De l’obsolescence au recyclage programmé, 2 RdV 8+12 octobre

Notre société humaine n’a juste pas le choix

Pascal Kotté
Sep 30 · 4 min read

Des IA, pour notre bien ?

Photo by Franki Chamaki on Unsplash

On va vous proposer de venir rencontrer André-Yves Portnoff (auteur d’Alarmes citoyens, sinon aux larmes !) le 8 octobre, pour faire un point de situation, et réfléchir autour des IA: https://sisr.ch/evenements/

Toute une journée pour booster ses connaissances sur l’état de l’art sur les IA !


Récupération de smartphones usagés

Puis de venir vous débarrasser de vos vieux smartphones le 12 octobre, soit sur Genève, soit sur Lausanne/Pully. (cf. http://NoOPS.ch avec l’Association suisse No Obsolescence Programmée) où nous récupérerons vos vieux mobiles, opérationnels ou non, avec un effacement garanti de vos données.

Photo by Gian Cescon on Unsplash

Car l’ère de la programmation du recyclage,

devrait déjà être là bordel !

Photo by Julia Joppien on Unsplash

Grâce à l’effondrement, Bernard Stiegler dirait à l’entropie, il nous est nécessaire de produire de la négentropie, avec des objets avec recyclage préprogrammé. Jean-Marc Jancovici parlerait de l’intégration du coût de la matière limitée extraite pour produire l’objet, car cela ne devrait pas être “gratuit”, comme c’est le cas actuellement, pour le bonheur aveugle des consommateurs…

Et pourtant, notre société ploutocratique aime bien la rareté, car cela génère de la spéculation. Et à l’ère numérique, comme il est plus difficile de créer de la rareté avec ce qui est facilement reproductible, alors, nous avons créer de la dépendance, afin d’extraire un maximum de temps de cerveaux disponibles.

Sur une planète finie, les ressources matérielles, les matériaux, la matière, ne sont pas infinie.

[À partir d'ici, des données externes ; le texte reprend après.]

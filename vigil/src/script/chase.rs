use std::f32::consts::FRAC_PI_8;

use glam::{vec3, Vec3};
use tracing::debug;

use crate::scene::{NodePath, Scene};

/// Where the prowler is in its scripted run.
#[derive(Debug, Clone, Copy, PartialEq, Eq)]
pub enum ChasePhase {
	/// Waiting for the trigger time.
	Dormant,
	/// First leg: cutting diagonally out of the alcove.
	Hallway,
	/// Second leg: straight down the corridor toward the office.
	Corridor,
	/// Reached an open doorway. Terminal; there is no automatic reset.
	Caught,
}

/// The scripted chase: an object that sprints from its alcove to the
/// office door once a wall-clock trigger passes.
///
/// On arrival it consults the protecting door. Closed: the prowler snaps
/// back to its spawn transform and re-arms for another attempt later.
/// Open: it applies a single terminal roll and freezes.
pub struct Prowler {
	target: NodePath,
	phase: ChasePhase,
	trigger_at: f32,
	retry_delay: f32,
	speed: f32,
	travelled: f32,
	first_leg: f32,
	full_run: f32,
	spawn_position: Vec3,
	spawn_orientation: Vec3,
	caught_roll: Vec3,
}

impl Prowler {
	pub fn new(target: NodePath, trigger_at: f32, spawn_position: Vec3, spawn_orientation: Vec3) -> Self {
		Self {
			target,
			phase: ChasePhase::Dormant,
			trigger_at,
			retry_delay: 30.0,
			speed: 2.8,
			travelled: 0.0,
			first_leg: 8.0,
			full_run: 32.0,
			spawn_position,
			spawn_orientation,
			caught_roll: vec3(0.0, 0.0, -FRAC_PI_8),
		}
	}

	/// Seconds to wait after a blocked run before triggering again.
	pub fn with_retry_delay(mut self, retry_delay: f32) -> Self {
		self.retry_delay = retry_delay;
		self
	}

	pub fn phase(&self) -> ChasePhase {
		self.phase
	}

	/// Advances the run by one frame. `door_closed` is the protecting
	/// door's state this frame; `elapsed` is wall-clock seconds since the
	/// level started.
	pub fn update(&mut self, scene: &mut Scene, door_closed: bool, elapsed: f32, dt: f32) {
		match self.phase {
			ChasePhase::Dormant => {
				if elapsed >= self.trigger_at {
					debug!("prowler run triggered");
					self.travelled = 0.0;
					self.phase = ChasePhase::Hallway;
				}
			}
			ChasePhase::Hallway | ChasePhase::Corridor => {
				let step = self.speed * dt;
				let delta = if self.phase == ChasePhase::Hallway {
					vec3(step, 0.0, step)
				} else {
					vec3(0.0, 0.0, step)
				};
				scene.node_mut(&self.target).translate(delta);
				self.travelled += step;

				if self.travelled >= self.full_run {
					self.resolve(scene, door_closed, elapsed);
				} else if self.travelled >= self.first_leg {
					self.phase = ChasePhase::Corridor;
				}
			}
			ChasePhase::Caught => {}
		}
	}

	fn resolve(&mut self, scene: &mut Scene, door_closed: bool, elapsed: f32) {
		if door_closed {
			debug!("prowler blocked at the door, resetting");
			let node = scene.node_mut(&self.target);
			node.set_position(self.spawn_position);
			node.set_orientation(self.spawn_orientation);
			self.trigger_at = elapsed + self.retry_delay;
			self.phase = ChasePhase::Dormant;
		} else {
			debug!("prowler got through an open door");
			scene.node_mut(&self.target).rotate(self.caught_roll);
			self.phase = ChasePhase::Caught;
		}
	}
}

#[cfg(test)]
mod tests {
	use super::*;
	use crate::scene::SpatialNode;
	use approx::assert_relative_eq;
	use std::f32::consts::FRAC_PI_4;

	const SPAWN_POS: Vec3 = vec3(-9.0, -0.55, -28.0);
	const SPAWN_ROT: Vec3 = vec3(0.0, FRAC_PI_4, 0.0);

	fn prowler_scene() -> (Scene, Prowler) {
		let mut scene = Scene::new();
		let mut node = SpatialNode::new();
		node.set_position(SPAWN_POS);
		node.set_orientation(SPAWN_ROT);
		scene.add_root(node);
		let prowler = Prowler::new(NodePath::root(0), 30.0, SPAWN_POS, SPAWN_ROT).with_retry_delay(30.0);
		(scene, prowler)
	}

	/// Runs whole frames at a fixed dt until the prowler resolves or the
	/// budget runs out.
	fn run_until_resolved(scene: &mut Scene, prowler: &mut Prowler, door_closed: bool, mut elapsed: f32) -> f32 {
		let dt = 0.25;
		for _ in 0..1000 {
			prowler.update(scene, door_closed, elapsed, dt);
			elapsed += dt;
			if matches!(prowler.phase(), ChasePhase::Dormant | ChasePhase::Caught) {
				break;
			}
		}
		elapsed
	}

	#[test]
	fn stays_dormant_until_the_trigger_time() {
		let (mut scene, mut prowler) = prowler_scene();
		prowler.update(&mut scene, false, 29.9, 0.1);
		assert_eq!(prowler.phase(), ChasePhase::Dormant);
		assert_eq!(scene.root(0).position(), SPAWN_POS);

		prowler.update(&mut scene, false, 30.0, 0.1);
		assert_eq!(prowler.phase(), ChasePhase::Hallway);
	}

	#[test]
	fn switches_axis_after_the_first_leg() {
		let (mut scene, mut prowler) = prowler_scene();
		prowler.update(&mut scene, false, 30.0, 0.0);

		// 2.8 u/s for 3 s = 8.4 units: past the 8-unit first leg.
		let mut elapsed = 30.0;
		for _ in 0..12 {
			prowler.update(&mut scene, false, elapsed, 0.25);
			elapsed += 0.25;
		}
		assert_eq!(prowler.phase(), ChasePhase::Corridor);
		let p = scene.root(0).position();
		assert_relative_eq!(p.x - SPAWN_POS.x, 8.4, epsilon = 1e-4);
		assert_relative_eq!(p.z - SPAWN_POS.z, 8.4, epsilon = 1e-4);

		// From here on only Z advances.
		let x_before = scene.root(0).position().x;
		prowler.update(&mut scene, false, elapsed, 0.25);
		assert_eq!(scene.root(0).position().x, x_before);
	}

	#[test]
	fn a_closed_door_resets_and_rearms_the_run() {
		let (mut scene, mut prowler) = prowler_scene();
		prowler.update(&mut scene, true, 30.0, 0.0);
		let resolved_at = run_until_resolved(&mut scene, &mut prowler, true, 30.0);

		assert_eq!(prowler.phase(), ChasePhase::Dormant);
		assert_eq!(scene.root(0).position(), SPAWN_POS);
		assert_eq!(scene.root(0).orientation(), SPAWN_ROT);

		// Not retriggered until the retry delay has passed.
		prowler.update(&mut scene, true, resolved_at + 1.0, 0.25);
		assert_eq!(prowler.phase(), ChasePhase::Dormant);
		prowler.update(&mut scene, true, resolved_at + 30.0, 0.25);
		assert_eq!(prowler.phase(), ChasePhase::Hallway);
	}

	#[test]
	fn an_open_door_ends_the_run_for_good() {
		let (mut scene, mut prowler) = prowler_scene();
		prowler.update(&mut scene, false, 30.0, 0.0);
		run_until_resolved(&mut scene, &mut prowler, false, 30.0);

		assert_eq!(prowler.phase(), ChasePhase::Caught);
		assert_relative_eq!(scene.root(0).orientation().z, -FRAC_PI_8, epsilon = 1e-6);

		// Frozen: no further motion or rotation, ever.
		let position = scene.root(0).position();
		let orientation = scene.root(0).orientation();
		prowler.update(&mut scene, false, 1e4, 1.0);
		assert_eq!(scene.root(0).position(), position);
		assert_eq!(scene.root(0).orientation(), orientation);
	}
}
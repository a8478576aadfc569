use glam::{Mat4, Vec3, Vec4};

use crate::mesh::MeshId;

/// Sink for the draw calls a scene traversal emits. Render backends
/// implement this; tests can implement it with a plain `Vec`.
pub trait MeshRenderer {
	/// Draw one mesh with the given world transform. `material` is the
	/// owning node's base color override, or `None` for the backend's
	/// default.
	fn draw_mesh(&mut self, mesh: MeshId, world: Mat4, material: Option<Vec4>);
}

/// Light uniforms for one render pass.
#[derive(Debug, Clone, Copy, PartialEq)]
pub struct Lighting {
	/// Direction the light travels, in world space.
	pub direction: Vec3,
	pub directional_color: Vec3,
	pub ambient_color: Vec3,
}

impl Default for Lighting {
	fn default() -> Self {
		Self {
			direction: Vec3::new(0.0, -1.0, 0.0),
			directional_color: Vec3::ONE,
			ambient_color: Vec3::ONE,
		}
	}
}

Comment cette évidence énoncée en 1972, en toute certitude d’activer une prise de conscience collective et la mise en route d’actions correctives pertinentes et coordonnées, a-t-elle pu être reniée, annihilée, ignorée par notre humanité ?

Le rapport Meadows “The limit to growth” était sans équivoques, et proposait même des solutions et les plans d’actions nécessaires, pour éviter un effondrement de notre civilisation de la sur-consommation. Mais non, le “mur de Berlin” est tombé pour permettre aux nations plus frugales, d’entrer dans la danse de la production et de la consommation. La Chine produit aussi des riches Milliardaires désormais…

Le marketing a gagné !

Alors l’effondrement est désormais inévitable, et nécessaire. Pour assurer la fin d’un modèle financier basé sur les situations de rentes, et qui a rétabli les privilèges, pourtant cause de révolutions, grâce à l’OMPI, et l’ADEPIC. (1995)

On nous a menti, et le néolibéralisme n’est pas, ou plus ce qu’il prétendait.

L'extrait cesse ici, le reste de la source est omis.